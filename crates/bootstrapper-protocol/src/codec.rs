//! Frame encoding and whole-frame decoding.
//!
//! Outbound frames are built in one go. Inbound frames from the serial line
//! go through [`crate::parser::FrameParser`] instead; [`decode_frame`] is
//! for callers holding a complete buffer (tests, host tooling).

use crate::frame::{checksum, Command, DeviceState, ErrorCode, Frame, FrameType, HEADER, VERSION};
use thiserror::Error;

/// Errors that can occur during frame encoding/decoding.
#[derive(Debug, Error, PartialEq, Eq)]
pub enum CodecError {
    /// Payload does not fit the one-byte length field.
    #[error("Payload too long: {0} bytes")]
    PayloadTooLong(usize),

    /// Buffer shorter than the frame it announces.
    #[error("Truncated frame: expected {expected} bytes, got {actual}")]
    Truncated { expected: usize, actual: usize },

    /// Magic bytes did not match.
    #[error("Bad frame header")]
    BadHeader,

    #[error("Unsupported protocol version {0}")]
    UnsupportedVersion(u8),

    #[error("Unknown frame type {0:#04x}")]
    UnknownFrameType(u8),

    #[error("Checksum mismatch: computed {computed:#04x}, received {received:#04x}")]
    ChecksumMismatch { computed: u8, received: u8 },
}

fn encode_frame(frame_type: FrameType, payload: &[u8]) -> Result<Vec<u8>, CodecError> {
    let length = u8::try_from(payload.len()).map_err(|_| CodecError::PayloadTooLong(payload.len()))?;
    let mut out = Vec::with_capacity(HEADER.len() + 4 + payload.len());
    out.extend_from_slice(HEADER);
    out.push(VERSION);
    out.push(frame_type as u8);
    out.push(length);
    out.extend_from_slice(payload);
    out.push(checksum(&out));
    Ok(out)
}

/// `CurrentState` frame carrying one status byte.
pub fn encode_state(state: DeviceState) -> Vec<u8> {
    encode_single(FrameType::CurrentState, state as u8)
}

/// `ErrorState` frame carrying one error byte.
pub fn encode_error(code: ErrorCode) -> Vec<u8> {
    encode_single(FrameType::ErrorState, code as u8)
}

fn encode_single(frame_type: FrameType, value: u8) -> Vec<u8> {
    let mut out = Vec::with_capacity(HEADER.len() + 5);
    out.extend_from_slice(HEADER);
    out.extend_from_slice(&[VERSION, frame_type as u8, 1, value]);
    out.push(checksum(&out));
    out
}

/// `RpcResponse` frame: `[command, data_len, (len, bytes)*]`.
pub fn encode_rpc_response(command: Command, strings: &[&str]) -> Result<Vec<u8>, CodecError> {
    let data = length_prefixed(strings)?;
    let mut payload = Vec::with_capacity(data.len() + 2);
    payload.push(command as u8);
    payload.push(u8::try_from(data.len()).map_err(|_| CodecError::PayloadTooLong(data.len()))?);
    payload.extend_from_slice(&data);
    encode_frame(FrameType::RpcResponse, &payload)
}

/// `RpcCommand` frame as a client would send it: `[command, data...]`.
pub fn encode_rpc_command(command: Command, data: &[u8]) -> Result<Vec<u8>, CodecError> {
    let mut payload = Vec::with_capacity(data.len() + 1);
    payload.push(command as u8);
    payload.extend_from_slice(data);
    encode_frame(FrameType::RpcCommand, &payload)
}

/// Complete `WifiSettings` command frame for the given credentials.
pub fn encode_wifi_settings(ssid: &str, passphrase: &str) -> Result<Vec<u8>, CodecError> {
    let body = length_prefixed(&[ssid, passphrase])?;
    let mut data = Vec::with_capacity(body.len() + 1);
    data.push(u8::try_from(body.len()).map_err(|_| CodecError::PayloadTooLong(body.len()))?);
    data.extend_from_slice(&body);
    encode_rpc_command(Command::WifiSettings, &data)
}

fn length_prefixed(strings: &[&str]) -> Result<Vec<u8>, CodecError> {
    let mut data = Vec::new();
    for s in strings {
        let len = u8::try_from(s.len()).map_err(|_| CodecError::PayloadTooLong(s.len()))?;
        data.push(len);
        data.extend_from_slice(s.as_bytes());
    }
    Ok(data)
}

/// Decode and verify one complete frame.
pub fn decode_frame(bytes: &[u8]) -> Result<Frame, CodecError> {
    const FIXED: usize = 6 + 3;
    if bytes.len() < FIXED + 1 {
        return Err(CodecError::Truncated {
            expected: FIXED + 1,
            actual: bytes.len(),
        });
    }
    if &bytes[..HEADER.len()] != HEADER {
        return Err(CodecError::BadHeader);
    }
    let version = bytes[6];
    if version != VERSION {
        return Err(CodecError::UnsupportedVersion(version));
    }
    let frame_type = FrameType::try_from(bytes[7]).map_err(CodecError::UnknownFrameType)?;
    let length = bytes[8] as usize;
    let expected = FIXED + length + 1;
    if bytes.len() < expected {
        return Err(CodecError::Truncated {
            expected,
            actual: bytes.len(),
        });
    }

    let computed = checksum(&bytes[..FIXED + length]);
    let received = bytes[FIXED + length];
    if computed != received {
        return Err(CodecError::ChecksumMismatch { computed, received });
    }

    Ok(Frame {
        version,
        frame_type,
        payload: bytes[FIXED..FIXED + length].to_vec(),
        checksum: received,
    })
}

/// Split an RPC response payload back into its strings.
pub fn decode_rpc_strings(payload: &[u8]) -> Option<(u8, Vec<String>)> {
    let (&command, rest) = payload.split_first()?;
    let (&data_len, mut data) = rest.split_first()?;
    if data.len() != data_len as usize {
        return None;
    }
    let mut strings = Vec::new();
    while let Some((&len, tail)) = data.split_first() {
        let len = len as usize;
        if tail.len() < len {
            return None;
        }
        strings.push(String::from_utf8_lossy(&tail[..len]).into_owned());
        data = &tail[len..];
    }
    Some((command, strings))
}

Requirement.
Nothing but the lines from the beginning of the records through the line with "(tests, host tooling)." should appear, each printed exactly.

Written solution.
filename crates/bootstrapper-protocol/src/codec.rs
//! Frame encoding and whole-frame decoding.
//!
//! Outbound frames are built in one go. Inbound frames from the serial line
//! go through [`crate::parser::FrameParser`] instead; [`decode_frame`] is
//! for callers holding a complete buffer (tests, host tooling).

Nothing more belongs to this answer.